### AIM OF THE EXERCISE
Read through the records below and copy each line that uses the word "Uuid".
↓↓↓
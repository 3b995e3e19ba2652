use lambda_http::{run, service_fn, tracing, Body, Error, Request, Response};
use rwh::errors::RwhError;
use rwh::input::ingest_request;
use rwh::report::Report;
use rwh::run_report;
use rwh::weather::OpenMeteoArchive;
use serde_json::json;
use uuid::Uuid;

async fn function_handler(event: Request) -> Result<Response<Body>, Error> {
    let input = match event.body() {
        Body::Empty => "",
        Body::Text(text) => text.as_str(),
        Body::Binary(_) => unimplemented!(),
    }
    .as_bytes();

    let resp = match handle(input) {
        Ok(report) => Response::builder()
            .status(200)
            .header("Content-Type", "application/json")
            .body(Body::from(serde_json::to_string(&report)?))
            .map_err(Box::new)?,
        Err(e) => {
            let status = status_for(&e);
            Response::builder()
                .status(status)
                .header("Content-Type", "application/json")
                .body(Body::from(serde_json::to_string(&json!({"errors": [{"id": Uuid::new_v4(), "status": status.to_string(), "detail": e.to_string()}]}))?))
                .map_err(Box::new)?
        }
    };

    Ok(resp)
}

fn handle(input: &[u8]) -> Result<Report, RwhError> {
    let request = ingest_request(input)?;
    run_report(&request, &OpenMeteoArchive::default())
}

/// Callers can tell bad input, an unavailable upstream and an internal
/// defect apart by status class.
fn status_for(error: &RwhError) -> u16 {
    match error {
        RwhError::InvalidRequest(_)
        | RwhError::UnknownRoofType(_)
        | RwhError::UnknownTariff(_) => 400,
        RwhError::WeatherFetch(_) => 502,
        RwhError::FailureInCalculation(_) => 500,
    }
}

#[tokio::main]
async fn main() -> Result<(), Error> {
    tracing::init_default_subscriber();

    run(service_fn(function_handler)).await
}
↑↑↑
### SOLVED EXERCISE
use uuid::Uuid;
                .body(Body::from(serde_json::to_string(&json!({"errors": [{"id": Uuid::new_v4(), "status": status.to_string(), "detail": e.to_string()}]}))?))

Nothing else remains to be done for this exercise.